The DNA-binding sites of the Ac transposase
--Heinz-Albert Becker and Reinhard Kunze

The Ac transposase (TPase) binds in vitro to short sequence motifs (AAACGG) which occur in multiple copies but different arrangements in both ends of Ac and Ds. By testing a variety of subterminal Ds mutants for transpositional competence in vivo (see report of Shivani Chatterjee and Peter Starlinger) it was found that regions free of AAACGG motifs in the 5'-end of Ds are also important for transposition. However, these regions contain motifs which are similar to AAACGG. We have begun to analyze the structural and sequence requirements for specific binding of TPase to DNA in vitro. We performed gel shift assays with the N-terminally truncated TPase(103-807) and radiolabelled plasmid fragments containing various oligonucleotides in different copy numbers, distances and orientations.

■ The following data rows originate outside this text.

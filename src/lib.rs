// Dashboard data layer: push/poll cache sync, time-bucket aggregation,
// series synthesis, metric normalization.

pub mod aggregation;
pub mod cache;
pub mod config;
pub mod metrics;
pub mod models;
pub mod prefs;
pub mod router;
pub mod synth;
pub mod sync_worker;
pub mod throttle;
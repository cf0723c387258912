// Replay a synthetic push feed through the full sync pipeline and print the
// resulting chart series as JSON.
//
// Usage: cargo run --example feed_replay -- [EVENT_COUNT]
//   EVENT_COUNT  default: 30

use std::env;
use std::sync::Arc;
use std::time::Duration;

use agentpulse::aggregation::{Reducer, SeriesSource, bucketize, series_from_buckets};
use agentpulse::cache::{CacheConfig, PollingCache, RecordFetcher};
use agentpulse::config::AppConfig;
use agentpulse::models::{
    ConnectionState, InvalidationKey, PushEvent, PushEventType, TimestampedRecord,
};
use agentpulse::router::PushEventRouter;
use agentpulse::synth::ensure_minimum_series;
use agentpulse::sync_worker::{SyncDeps, SyncWorkerConfig, spawn};
use agentpulse::throttle::InvalidationThrottler;
use tracing_subscriber::EnvFilter;
use tracing_subscriber::fmt::time::FormatTime;

struct LocalTimer;

impl FormatTime for LocalTimer {
    fn format_time(&self, w: &mut tracing_subscriber::fmt::format::Writer<'_>) -> std::fmt::Result {
        write!(
            w,
            "{}",
            chrono::Local::now().format("%Y-%m-%dT%H:%M:%S%.3f%:z")
        )
    }
}

/// Fetcher that fabricates one action record per 90 seconds of lookback.
struct ReplayFetcher {
    now_ms: i64,
}

impl RecordFetcher for ReplayFetcher {
    fn fetch(
        &self,
        _key: &InvalidationKey,
    ) -> impl Future<Output = anyhow::Result<Vec<TimestampedRecord>>> + Send {
        let now_ms = self.now_ms;
        async move {
            let records = (0..13)
                .map(|i| {
                    TimestampedRecord::new(now_ms - i * 90_000)
                        .with_attribute("durationMs", 80 + (i % 5) * 40)
                })
                .collect();
            Ok(records)
        }
    }
}

#[tokio::main]
async fn main() -> anyhow::Result<()> {
    let filter = EnvFilter::try_from_default_env().unwrap_or_else(|_| EnvFilter::new("info"));
    tracing_subscriber::fmt()
        .with_timer(LocalTimer)
        .with_env_filter(filter)
        .init();

    let event_count: usize = env::args()
        .nth(1)
        .and_then(|s| s.parse().ok())
        .unwrap_or(30);

    let config = AppConfig::load().unwrap_or_else(|_| AppConfig::load_from_str("").unwrap());
    let now_ms = chrono::Utc::now().timestamp_millis();

    let throttler = Arc::new(InvalidationThrottler::new(Duration::from_millis(
        config.throttle.window_ms,
    )));
    let router = Arc::new(PushEventRouter::new(throttler.clone()));
    let cache = Arc::new(PollingCache::new(CacheConfig {
        refetch_interval_ms: config.cache.refetch_interval_ms,
        stale_time_ms: config.cache.stale_time_ms,
    }));
    let fetcher = Arc::new(ReplayFetcher { now_ms });

    let (push_tx, push_rx) = tokio::sync::mpsc::channel(config.sync.push_channel_capacity);
    let (shutdown_tx, shutdown_rx) = tokio::sync::oneshot::channel();
    let (state_tx, state_rx) = tokio::sync::watch::channel(ConnectionState::Disconnected);

    let handle = spawn(
        SyncDeps {
            push_rx,
            router: router.clone(),
            throttler: throttler.clone(),
            cache: cache.clone(),
            fetcher,
            state_tx,
            shutdown_rx,
        },
        SyncWorkerConfig {
            poll_interval_ms: 50,
            stats_log_interval_secs: config.sync.stats_log_interval_secs,
        },
    );

    push_tx
        .send(PushEvent::new(PushEventType::FullSync, now_ms))
        .await?;
    for i in 0..event_count {
        let event_type = if i % 3 == 0 {
            PushEventType::ActionRecorded
        } else {
            PushEventType::MetricUpdate
        };
        push_tx
            .send(PushEvent::new(event_type, now_ms + i as i64 * 100))
            .await?;
    }

    // Let the worker drain the feed and run at least one poll tick.
    tokio::time::sleep(Duration::from_millis(300)).await;

    let records = cache.records(&InvalidationKey::recent_actions());
    let buckets = bucketize(
        &records,
        config.bucketing.window_count,
        config.bucketing.window_width_ms,
        now_ms,
        &Reducer::mean_of("durationMs", "avgDurationMs"),
    )?;
    let series = series_from_buckets(&buckets, &SeriesSource::Aggregate("avgDurationMs".into()));
    let series = ensure_minimum_series(&series, &config.synthesis);

    println!("{}", serde_json::to_string_pretty(&series)?);
    tracing::info!(
        invalidations_permitted = throttler.permitted_total(),
        invalidations_suppressed = throttler.suppressed_total(),
        records = records.len(),
        synthetic = series.is_synthetic,
        connection = ?*state_rx.borrow(),
        "replay complete"
    );

    let _ = shutdown_tx.send(());
    let _ = handle.await;
    Ok(())
}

When using tandem arrays of AAACGGs as probe, two copies are very weakly complexed, whereas the amount of stable TPase/DNA-complex increases dramatically with higher copy numbers. It turned out that a DNA-unit length of 5 nucleotides is sufficient for complexation. Tandem arrays of six AAACG-, AACGG- and ACGGG-motifs are efficiently bound by the TPase. In contrast, the tetramer ACGG and several motifs with base substitutions in different positions (AGCGG, CGCGG, AAAGGG, AAACTG) are not complexed. The arrangement of motifs in opposite orientations leads to a strongly reduced but not completely abolished binding efficiency. In summary, these experiments show that DNA-recognition by the TPase is not restricted to a single DNA motif. A WCG-motif repeated in tandem several times and interrupted by two or three nucleotides long spacers (longer spacers have not yet been analyzed) seems to be sufficient for specific binding by the TPase. Individual binding motifs are - except for the central CG-dinucleotide - not palindromic, and tandem arrays of binding motifs result in strongly increased amounts and/or stability of TPase/DNA-complexes. These observations could indicate that individual TPase molecules interact non-symmetrically with each other, forming oligomers variable in size.